* **Task objective**
Would you please copy each line below that includes the string "Result"?

** Given entries follows **

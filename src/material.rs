//! Acoustic and thermal material properties.

use serde::{Deserialize, Serialize};

use crate::error::{LifuError, Result};

/// Identifier, display name and units of a material parameter
#[derive(Debug, Clone, Copy, PartialEq, Eq)]
pub struct ParamInfo {
    pub id: &'static str,
    pub name: &'static str,
    pub units: &'static str,
}

#[derive(Debug, Clone, Copy, PartialEq, Eq, Hash, PartialOrd, Ord, Serialize, Deserialize)]
#[serde(rename_all = "snake_case")]
pub enum MaterialParam {
    SoundSpeed,
    Density,
    Attenuation,
    SpecificHeat,
    ThermalConductivity,
}

impl MaterialParam {
    pub const ALL: [MaterialParam; 5] = [
        MaterialParam::SoundSpeed,
        MaterialParam::Density,
        MaterialParam::Attenuation,
        MaterialParam::SpecificHeat,
        MaterialParam::ThermalConductivity,
    ];

    pub fn info(self) -> ParamInfo {
        match self {
            MaterialParam::SoundSpeed => ParamInfo {
                id: "sound_speed",
                name: "Speed of Sound",
                units: "m/s",
            },
            MaterialParam::Density => ParamInfo {
                id: "density",
                name: "Density",
                units: "kg/m^3",
            },
            MaterialParam::Attenuation => ParamInfo {
                id: "attenuation",
                name: "Attenuation",
                units: "dB/cm/MHz",
            },
            MaterialParam::SpecificHeat => ParamInfo {
                id: "specific_heat",
                name: "Specific Heat",
                units: "J/kg/K",
            },
            MaterialParam::ThermalConductivity => ParamInfo {
                id: "thermal_conductivity",
                name: "Thermal Conductivity",
                units: "W/m/K",
            },
        }
    }

    pub fn from_id(id: &str) -> Result<Self> {
        Self::ALL
            .into_iter()
            .find(|p| p.info().id == id)
            .ok_or_else(|| LifuError::InvalidConfig(format!("parameter {id} not found")))
    }
}

#[derive(Debug, Clone, PartialEq, Serialize, Deserialize)]
#[serde(default)]
pub struct MaterialReference {
    pub id: String,
    pub name: String,
    /// [m/s]
    pub sound_speed: f64,
    /// [kg/m^3]
    pub density: f64,
    /// [dB/cm/MHz]
    pub attenuation: f64,
    /// [J/kg/K]
    pub specific_heat: f64,
    /// [W/m/K]
    pub thermal_conductivity: f64,
}

impl Default for MaterialReference {
    fn default() -> Self {
        Self {
            id: "material".to_string(),
            name: "Material".to_string(),
            sound_speed: 1500.0,
            density: 1000.0,
            attenuation: 0.0,
            specific_heat: 4182.0,
            thermal_conductivity: 0.598,
        }
    }
}

pub const BUILTIN_MATERIAL_IDS: [&str; 5] = ["water", "tissue", "skull", "air", "standoff"];

impl MaterialReference {
    fn named(
        id: &str,
        sound_speed: f64,
        density: f64,
        attenuation: f64,
        specific_heat: f64,
        thermal_conductivity: f64,
    ) -> Self {
        Self {
            id: id.to_string(),
            name: id.to_string(),
            sound_speed,
            density,
            attenuation,
            specific_heat,
            thermal_conductivity,
        }
    }

    pub fn param(&self, param: MaterialParam) -> f64 {
        match param {
            MaterialParam::SoundSpeed => self.sound_speed,
            MaterialParam::Density => self.density,
            MaterialParam::Attenuation => self.attenuation,
            MaterialParam::SpecificHeat => self.specific_heat,
            MaterialParam::ThermalConductivity => self.thermal_conductivity,
        }
    }

    pub fn get_param(&self, param_id: &str) -> Result<f64> {
        Ok(self.param(MaterialParam::from_id(param_id)?))
    }

    pub fn validate(&self) -> Result<()> {
        for param in MaterialParam::ALL {
            let value = self.param(param);
            if !value.is_finite() || value < 0.0 {
                return Err(LifuError::InvalidConfig(format!(
                    "material {}: {} must be finite and >= 0",
                    self.id,
                    param.info().id
                )));
            }
        }
        if self.sound_speed <= 0.0 || self.density <= 0.0 {
            return Err(LifuError::InvalidConfig(format!(
                "material {}: sound_speed and density must be > 0",
                self.id
            )));
        }
        Ok(())
    }

    /// Look up one of the built-in reference materials.
    pub fn builtin(id: &str) -> Result<Self> {
        let m = match id {
            "water" => Self::named("water", 1500.0, 1000.0, 0.0, 4182.0, 0.598),
            "tissue" => Self::named("tissue", 1540.0, 1000.0, 0.0, 3600.0, 0.5),
            "skull" => Self::named("skull", 4080.0, 1900.0, 0.0, 1100.0, 0.3),
            "air" => Self::named("air", 344.0, 1.25, 0.0, 1012.0, 0.025),
            "standoff" => Self::named("standoff", 1420.0, 1000.0, 1.0, 4182.0, 0.598),
            other => return Err(LifuError::UnknownMaterial(other.to_string())),
        };
        Ok(m)
    }

    /// All built-in materials, in label order.
    pub fn builtins() -> Vec<Self> {
        BUILTIN_MATERIAL_IDS
            .iter()
            .filter_map(|id| Self::builtin(id).ok())
            .collect()
    }
}

#[cfg(test)]
mod tests {
    use super::*;

    #[test]
    fn builtins_keep_label_order() {
        let ids: Vec<String> = MaterialReference::builtins()
            .into_iter()
            .map(|m| m.id)
            .collect();
        assert_eq!(ids, BUILTIN_MATERIAL_IDS.to_vec());
    }

    #[test]
    fn skull_properties() {
        let skull = MaterialReference::builtin("skull").unwrap();
        assert_eq!(skull.get_param("sound_speed").unwrap(), 4080.0);
        assert_eq!(skull.param(MaterialParam::Density), 1900.0);
    }

    #[test]
    fn unknown_material_and_param() {
        assert!(matches!(
            MaterialReference::builtin("bone"),
            Err(LifuError::UnknownMaterial(_))
        ));
        let water = MaterialReference::builtin("water").unwrap();
        assert!(water.get_param("viscosity").is_err());
    }

    #[test]
    fn param_info_round_trips_through_id() {
        for p in MaterialParam::ALL {
            assert_eq!(MaterialParam::from_id(p.info().id).unwrap(), p);
        }
        assert_eq!(MaterialParam::Attenuation.info().units, "dB/cm/MHz");
    }

    #[test]
    fn builtins_are_valid() {
        for m in MaterialReference::builtins() {
            m.validate().unwrap();
        }
    }
}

** End of Given entries **

* **Output**
use crate::error::{LifuError, Result};
    pub fn from_id(id: &str) -> Result<Self> {
    pub fn get_param(&self, param_id: &str) -> Result<f64> {
    pub fn validate(&self) -> Result<()> {
    pub fn builtin(id: &str) -> Result<Self> {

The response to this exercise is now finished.